#### Aim of the task:
Only a number is expected here: the count of lines in the data that contain "releases".

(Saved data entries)

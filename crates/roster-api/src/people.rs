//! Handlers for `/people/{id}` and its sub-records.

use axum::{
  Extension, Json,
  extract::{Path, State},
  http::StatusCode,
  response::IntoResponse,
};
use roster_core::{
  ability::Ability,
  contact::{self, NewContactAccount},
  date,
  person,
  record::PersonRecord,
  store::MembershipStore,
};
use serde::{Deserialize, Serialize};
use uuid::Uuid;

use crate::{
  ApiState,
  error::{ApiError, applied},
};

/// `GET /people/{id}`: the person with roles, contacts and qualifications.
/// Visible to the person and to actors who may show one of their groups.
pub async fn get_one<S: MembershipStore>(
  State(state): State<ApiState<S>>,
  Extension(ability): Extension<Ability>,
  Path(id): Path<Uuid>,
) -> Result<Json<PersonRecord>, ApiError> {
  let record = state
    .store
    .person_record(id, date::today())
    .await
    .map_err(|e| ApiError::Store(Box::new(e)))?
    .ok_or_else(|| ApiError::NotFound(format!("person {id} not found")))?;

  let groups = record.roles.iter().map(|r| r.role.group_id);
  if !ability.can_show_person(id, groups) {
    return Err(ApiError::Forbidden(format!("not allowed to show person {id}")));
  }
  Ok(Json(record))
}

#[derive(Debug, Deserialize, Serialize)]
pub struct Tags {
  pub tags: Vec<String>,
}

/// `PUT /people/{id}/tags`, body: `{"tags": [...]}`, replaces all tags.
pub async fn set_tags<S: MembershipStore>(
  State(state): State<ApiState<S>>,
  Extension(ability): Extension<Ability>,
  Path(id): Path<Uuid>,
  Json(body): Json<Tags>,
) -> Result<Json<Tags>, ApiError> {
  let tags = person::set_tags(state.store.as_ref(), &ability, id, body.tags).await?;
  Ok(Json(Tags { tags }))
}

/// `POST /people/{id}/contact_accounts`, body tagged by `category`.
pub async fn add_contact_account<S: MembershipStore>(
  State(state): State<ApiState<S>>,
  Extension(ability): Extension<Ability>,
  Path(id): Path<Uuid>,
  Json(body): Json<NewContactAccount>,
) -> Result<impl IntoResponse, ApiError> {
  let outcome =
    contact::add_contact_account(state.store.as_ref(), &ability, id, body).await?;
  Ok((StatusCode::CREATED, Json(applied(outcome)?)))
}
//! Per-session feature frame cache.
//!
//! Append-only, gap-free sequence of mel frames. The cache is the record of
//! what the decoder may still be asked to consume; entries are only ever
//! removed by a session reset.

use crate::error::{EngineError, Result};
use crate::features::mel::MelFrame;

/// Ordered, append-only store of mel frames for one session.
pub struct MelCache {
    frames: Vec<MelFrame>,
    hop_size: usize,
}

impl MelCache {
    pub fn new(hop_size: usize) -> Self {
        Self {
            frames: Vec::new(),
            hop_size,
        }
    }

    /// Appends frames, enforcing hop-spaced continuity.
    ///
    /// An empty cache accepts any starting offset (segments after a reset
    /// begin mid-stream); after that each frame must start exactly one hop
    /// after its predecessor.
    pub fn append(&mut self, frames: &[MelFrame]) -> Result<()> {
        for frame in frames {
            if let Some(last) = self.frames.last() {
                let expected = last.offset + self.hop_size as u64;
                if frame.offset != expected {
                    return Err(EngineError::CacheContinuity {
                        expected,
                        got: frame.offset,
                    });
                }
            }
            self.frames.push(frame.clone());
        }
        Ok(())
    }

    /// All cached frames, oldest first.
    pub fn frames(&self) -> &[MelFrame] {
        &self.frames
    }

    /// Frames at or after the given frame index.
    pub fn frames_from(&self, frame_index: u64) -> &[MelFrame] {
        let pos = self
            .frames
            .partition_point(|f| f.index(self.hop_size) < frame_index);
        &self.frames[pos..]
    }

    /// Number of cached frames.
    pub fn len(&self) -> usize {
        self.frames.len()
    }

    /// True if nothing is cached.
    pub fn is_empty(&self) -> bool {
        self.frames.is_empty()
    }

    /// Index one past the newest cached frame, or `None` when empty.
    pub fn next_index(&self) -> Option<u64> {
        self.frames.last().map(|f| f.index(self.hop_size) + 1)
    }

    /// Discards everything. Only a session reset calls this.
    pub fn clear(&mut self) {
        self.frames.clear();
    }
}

--

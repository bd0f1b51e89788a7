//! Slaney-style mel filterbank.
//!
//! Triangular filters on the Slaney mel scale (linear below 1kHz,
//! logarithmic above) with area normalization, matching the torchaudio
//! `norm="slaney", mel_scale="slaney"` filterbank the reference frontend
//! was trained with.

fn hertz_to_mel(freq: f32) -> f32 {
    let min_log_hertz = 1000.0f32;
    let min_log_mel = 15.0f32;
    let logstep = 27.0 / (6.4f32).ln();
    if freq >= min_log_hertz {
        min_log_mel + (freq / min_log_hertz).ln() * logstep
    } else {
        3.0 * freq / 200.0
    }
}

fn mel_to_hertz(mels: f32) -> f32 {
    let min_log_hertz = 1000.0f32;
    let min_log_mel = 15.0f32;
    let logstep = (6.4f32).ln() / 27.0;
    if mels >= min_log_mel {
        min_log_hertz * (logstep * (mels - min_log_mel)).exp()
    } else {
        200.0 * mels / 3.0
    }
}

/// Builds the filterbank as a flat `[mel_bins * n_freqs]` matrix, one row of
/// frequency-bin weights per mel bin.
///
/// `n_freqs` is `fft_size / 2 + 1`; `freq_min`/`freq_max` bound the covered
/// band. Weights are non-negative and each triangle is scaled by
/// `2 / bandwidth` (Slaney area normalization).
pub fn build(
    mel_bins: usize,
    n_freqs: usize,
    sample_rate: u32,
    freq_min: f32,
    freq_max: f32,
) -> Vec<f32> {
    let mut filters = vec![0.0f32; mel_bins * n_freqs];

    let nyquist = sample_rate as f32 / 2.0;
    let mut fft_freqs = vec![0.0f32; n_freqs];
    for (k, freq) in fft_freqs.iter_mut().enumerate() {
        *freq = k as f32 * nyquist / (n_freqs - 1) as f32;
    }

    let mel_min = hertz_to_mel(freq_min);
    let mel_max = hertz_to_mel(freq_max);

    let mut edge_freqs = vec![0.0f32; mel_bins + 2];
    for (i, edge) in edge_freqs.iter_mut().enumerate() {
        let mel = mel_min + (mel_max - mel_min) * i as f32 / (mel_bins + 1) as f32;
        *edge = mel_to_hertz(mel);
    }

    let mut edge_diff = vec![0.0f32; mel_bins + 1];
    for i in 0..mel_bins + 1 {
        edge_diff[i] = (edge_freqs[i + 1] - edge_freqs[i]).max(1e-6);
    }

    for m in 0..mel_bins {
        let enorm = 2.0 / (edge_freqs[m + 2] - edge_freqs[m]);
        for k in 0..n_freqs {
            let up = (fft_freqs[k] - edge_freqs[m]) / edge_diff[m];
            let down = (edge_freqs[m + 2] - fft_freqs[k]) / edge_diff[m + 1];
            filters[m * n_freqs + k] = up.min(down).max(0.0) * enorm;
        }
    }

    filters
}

...

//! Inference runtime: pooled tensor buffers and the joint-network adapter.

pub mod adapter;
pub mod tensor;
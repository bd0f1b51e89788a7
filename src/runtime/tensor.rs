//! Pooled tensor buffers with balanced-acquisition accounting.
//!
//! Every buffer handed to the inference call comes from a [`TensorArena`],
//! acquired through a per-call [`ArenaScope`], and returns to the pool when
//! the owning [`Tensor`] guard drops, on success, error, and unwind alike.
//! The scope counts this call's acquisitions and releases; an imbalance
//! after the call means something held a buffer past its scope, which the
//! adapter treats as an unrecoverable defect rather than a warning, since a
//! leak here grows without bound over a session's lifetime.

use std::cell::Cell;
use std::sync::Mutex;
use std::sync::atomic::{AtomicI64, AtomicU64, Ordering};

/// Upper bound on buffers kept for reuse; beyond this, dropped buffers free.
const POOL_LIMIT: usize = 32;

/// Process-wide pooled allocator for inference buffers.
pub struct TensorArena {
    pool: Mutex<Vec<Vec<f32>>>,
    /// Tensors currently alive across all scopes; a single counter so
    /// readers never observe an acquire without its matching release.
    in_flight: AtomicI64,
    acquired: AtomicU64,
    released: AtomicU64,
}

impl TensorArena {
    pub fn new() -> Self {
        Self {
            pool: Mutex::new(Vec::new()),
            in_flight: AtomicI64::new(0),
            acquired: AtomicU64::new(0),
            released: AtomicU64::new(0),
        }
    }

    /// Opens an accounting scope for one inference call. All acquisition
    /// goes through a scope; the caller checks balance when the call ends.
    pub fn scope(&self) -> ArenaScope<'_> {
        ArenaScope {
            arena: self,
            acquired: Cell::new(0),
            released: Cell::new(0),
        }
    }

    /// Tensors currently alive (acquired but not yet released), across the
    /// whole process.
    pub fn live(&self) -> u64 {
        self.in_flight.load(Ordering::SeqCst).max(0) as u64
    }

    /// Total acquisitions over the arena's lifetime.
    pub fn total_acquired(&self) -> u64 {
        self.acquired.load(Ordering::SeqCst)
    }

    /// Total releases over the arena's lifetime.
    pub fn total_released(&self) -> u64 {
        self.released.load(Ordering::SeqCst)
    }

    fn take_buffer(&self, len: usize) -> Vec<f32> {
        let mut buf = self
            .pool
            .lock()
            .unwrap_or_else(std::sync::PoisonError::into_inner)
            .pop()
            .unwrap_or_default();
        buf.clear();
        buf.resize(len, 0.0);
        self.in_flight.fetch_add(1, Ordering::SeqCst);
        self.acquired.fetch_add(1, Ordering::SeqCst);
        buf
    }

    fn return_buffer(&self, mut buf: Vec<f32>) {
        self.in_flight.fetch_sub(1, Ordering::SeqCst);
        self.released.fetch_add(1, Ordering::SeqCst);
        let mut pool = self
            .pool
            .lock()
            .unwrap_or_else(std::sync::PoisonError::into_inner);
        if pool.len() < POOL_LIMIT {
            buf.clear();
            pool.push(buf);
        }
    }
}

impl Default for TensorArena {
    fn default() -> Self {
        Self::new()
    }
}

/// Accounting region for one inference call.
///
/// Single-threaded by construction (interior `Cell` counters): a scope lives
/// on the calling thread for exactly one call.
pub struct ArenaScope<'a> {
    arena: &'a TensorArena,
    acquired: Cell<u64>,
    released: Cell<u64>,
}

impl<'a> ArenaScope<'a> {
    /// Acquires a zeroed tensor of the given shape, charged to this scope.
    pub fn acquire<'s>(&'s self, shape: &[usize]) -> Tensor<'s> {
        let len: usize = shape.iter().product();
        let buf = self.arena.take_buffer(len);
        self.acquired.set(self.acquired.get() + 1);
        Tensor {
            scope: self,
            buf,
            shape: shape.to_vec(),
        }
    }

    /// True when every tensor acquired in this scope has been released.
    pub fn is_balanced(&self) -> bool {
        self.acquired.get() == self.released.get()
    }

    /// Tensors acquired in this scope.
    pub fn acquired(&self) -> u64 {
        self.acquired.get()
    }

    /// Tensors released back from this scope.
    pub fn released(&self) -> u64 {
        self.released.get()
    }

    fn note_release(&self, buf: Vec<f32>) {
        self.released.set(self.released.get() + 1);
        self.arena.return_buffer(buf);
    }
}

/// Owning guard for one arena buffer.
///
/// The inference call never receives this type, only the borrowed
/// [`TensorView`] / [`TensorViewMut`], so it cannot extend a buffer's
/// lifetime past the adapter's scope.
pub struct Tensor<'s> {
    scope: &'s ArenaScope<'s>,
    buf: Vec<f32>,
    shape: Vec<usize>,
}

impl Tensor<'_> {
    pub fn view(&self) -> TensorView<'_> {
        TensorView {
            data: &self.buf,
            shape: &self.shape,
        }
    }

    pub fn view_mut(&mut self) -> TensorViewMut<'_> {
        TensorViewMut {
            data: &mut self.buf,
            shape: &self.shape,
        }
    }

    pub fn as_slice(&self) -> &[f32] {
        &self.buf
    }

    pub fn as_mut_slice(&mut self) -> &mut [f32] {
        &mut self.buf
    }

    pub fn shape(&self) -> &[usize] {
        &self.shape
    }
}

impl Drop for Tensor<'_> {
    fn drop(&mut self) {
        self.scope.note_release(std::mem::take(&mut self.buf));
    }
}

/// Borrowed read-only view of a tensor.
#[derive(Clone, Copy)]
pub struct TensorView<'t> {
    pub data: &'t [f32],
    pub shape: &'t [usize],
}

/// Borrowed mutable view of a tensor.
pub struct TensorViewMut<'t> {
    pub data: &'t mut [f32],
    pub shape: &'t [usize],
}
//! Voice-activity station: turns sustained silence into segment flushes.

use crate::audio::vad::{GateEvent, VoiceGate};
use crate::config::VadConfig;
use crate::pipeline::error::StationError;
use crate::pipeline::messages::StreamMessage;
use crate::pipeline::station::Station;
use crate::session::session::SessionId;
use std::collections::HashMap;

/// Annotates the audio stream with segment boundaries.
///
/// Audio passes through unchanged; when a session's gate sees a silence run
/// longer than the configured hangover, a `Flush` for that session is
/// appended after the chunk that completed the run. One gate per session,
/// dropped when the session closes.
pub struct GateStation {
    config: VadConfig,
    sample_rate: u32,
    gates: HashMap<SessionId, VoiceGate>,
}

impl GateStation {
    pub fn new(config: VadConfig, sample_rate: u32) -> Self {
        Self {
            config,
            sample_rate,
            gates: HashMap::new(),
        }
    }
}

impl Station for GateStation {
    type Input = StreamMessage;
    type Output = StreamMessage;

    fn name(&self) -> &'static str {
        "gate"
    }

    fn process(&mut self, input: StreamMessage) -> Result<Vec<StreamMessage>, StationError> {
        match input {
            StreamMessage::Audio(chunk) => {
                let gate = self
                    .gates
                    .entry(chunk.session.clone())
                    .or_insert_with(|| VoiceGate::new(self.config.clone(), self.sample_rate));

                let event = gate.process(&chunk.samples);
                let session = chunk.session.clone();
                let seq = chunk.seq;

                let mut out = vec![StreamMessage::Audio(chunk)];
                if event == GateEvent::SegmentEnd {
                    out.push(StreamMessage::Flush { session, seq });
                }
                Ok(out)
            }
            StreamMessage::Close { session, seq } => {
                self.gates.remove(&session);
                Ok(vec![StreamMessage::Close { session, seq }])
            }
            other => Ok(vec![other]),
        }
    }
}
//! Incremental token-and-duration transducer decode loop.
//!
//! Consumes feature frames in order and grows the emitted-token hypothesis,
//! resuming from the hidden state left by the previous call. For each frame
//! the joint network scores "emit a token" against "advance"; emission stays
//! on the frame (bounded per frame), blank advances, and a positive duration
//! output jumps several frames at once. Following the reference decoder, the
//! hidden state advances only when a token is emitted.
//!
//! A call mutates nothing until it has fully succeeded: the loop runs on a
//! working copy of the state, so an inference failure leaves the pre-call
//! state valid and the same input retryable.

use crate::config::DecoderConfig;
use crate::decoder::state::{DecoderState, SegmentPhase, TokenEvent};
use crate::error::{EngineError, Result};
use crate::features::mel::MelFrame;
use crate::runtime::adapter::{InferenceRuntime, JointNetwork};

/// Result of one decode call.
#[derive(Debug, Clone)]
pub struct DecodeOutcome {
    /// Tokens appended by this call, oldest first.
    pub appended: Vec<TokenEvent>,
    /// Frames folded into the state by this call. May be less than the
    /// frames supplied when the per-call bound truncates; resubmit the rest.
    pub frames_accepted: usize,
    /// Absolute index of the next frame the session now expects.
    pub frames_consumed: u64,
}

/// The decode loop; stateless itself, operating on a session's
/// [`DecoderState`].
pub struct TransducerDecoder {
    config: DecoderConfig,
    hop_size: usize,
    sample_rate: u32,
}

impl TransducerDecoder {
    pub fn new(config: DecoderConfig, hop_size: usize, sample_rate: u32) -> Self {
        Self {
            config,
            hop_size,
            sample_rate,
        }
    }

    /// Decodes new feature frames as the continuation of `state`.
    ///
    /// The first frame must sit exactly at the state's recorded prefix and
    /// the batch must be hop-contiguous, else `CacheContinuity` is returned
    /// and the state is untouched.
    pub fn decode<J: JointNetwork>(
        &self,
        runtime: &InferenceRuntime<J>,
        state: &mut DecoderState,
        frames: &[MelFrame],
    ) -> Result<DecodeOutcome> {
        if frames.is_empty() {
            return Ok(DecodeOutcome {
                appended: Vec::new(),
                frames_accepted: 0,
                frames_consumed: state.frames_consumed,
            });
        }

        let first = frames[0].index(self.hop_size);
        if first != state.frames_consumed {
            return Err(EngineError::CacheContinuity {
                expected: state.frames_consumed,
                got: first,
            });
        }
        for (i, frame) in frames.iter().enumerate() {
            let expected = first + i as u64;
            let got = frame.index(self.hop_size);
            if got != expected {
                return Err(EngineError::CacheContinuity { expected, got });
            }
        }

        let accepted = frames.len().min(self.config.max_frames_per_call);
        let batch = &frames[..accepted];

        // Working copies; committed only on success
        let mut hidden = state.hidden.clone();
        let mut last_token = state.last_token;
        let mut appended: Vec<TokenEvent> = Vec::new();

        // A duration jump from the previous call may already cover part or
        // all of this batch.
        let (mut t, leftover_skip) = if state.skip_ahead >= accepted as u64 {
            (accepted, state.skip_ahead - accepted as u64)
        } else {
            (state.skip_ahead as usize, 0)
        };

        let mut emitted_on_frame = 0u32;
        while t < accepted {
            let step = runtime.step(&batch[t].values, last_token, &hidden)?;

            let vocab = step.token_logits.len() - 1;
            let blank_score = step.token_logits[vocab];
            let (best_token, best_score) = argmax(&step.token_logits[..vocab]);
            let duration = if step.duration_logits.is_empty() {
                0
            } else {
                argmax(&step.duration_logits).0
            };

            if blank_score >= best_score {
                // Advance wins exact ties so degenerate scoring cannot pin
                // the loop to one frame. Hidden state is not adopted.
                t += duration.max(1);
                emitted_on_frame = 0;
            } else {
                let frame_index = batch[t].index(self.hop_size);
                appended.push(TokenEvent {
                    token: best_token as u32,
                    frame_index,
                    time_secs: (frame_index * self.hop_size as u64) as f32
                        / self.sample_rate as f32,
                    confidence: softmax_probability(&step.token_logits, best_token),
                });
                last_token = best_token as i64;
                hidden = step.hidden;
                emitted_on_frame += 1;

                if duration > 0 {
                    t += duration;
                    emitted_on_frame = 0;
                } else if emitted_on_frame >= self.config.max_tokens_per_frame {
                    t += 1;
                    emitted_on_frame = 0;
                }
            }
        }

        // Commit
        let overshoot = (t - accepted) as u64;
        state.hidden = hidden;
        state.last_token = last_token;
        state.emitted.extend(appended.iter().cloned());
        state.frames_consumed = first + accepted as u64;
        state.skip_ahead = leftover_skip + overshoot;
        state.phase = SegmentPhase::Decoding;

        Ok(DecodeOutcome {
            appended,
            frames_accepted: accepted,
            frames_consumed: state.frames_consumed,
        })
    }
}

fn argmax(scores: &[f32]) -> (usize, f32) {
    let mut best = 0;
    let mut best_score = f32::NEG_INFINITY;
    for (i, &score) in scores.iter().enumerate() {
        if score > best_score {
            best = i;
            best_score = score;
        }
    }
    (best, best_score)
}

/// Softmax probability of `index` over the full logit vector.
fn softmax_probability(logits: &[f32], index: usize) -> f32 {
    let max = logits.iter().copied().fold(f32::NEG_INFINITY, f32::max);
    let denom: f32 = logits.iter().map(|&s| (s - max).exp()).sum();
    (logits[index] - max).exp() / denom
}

#### Your response:
2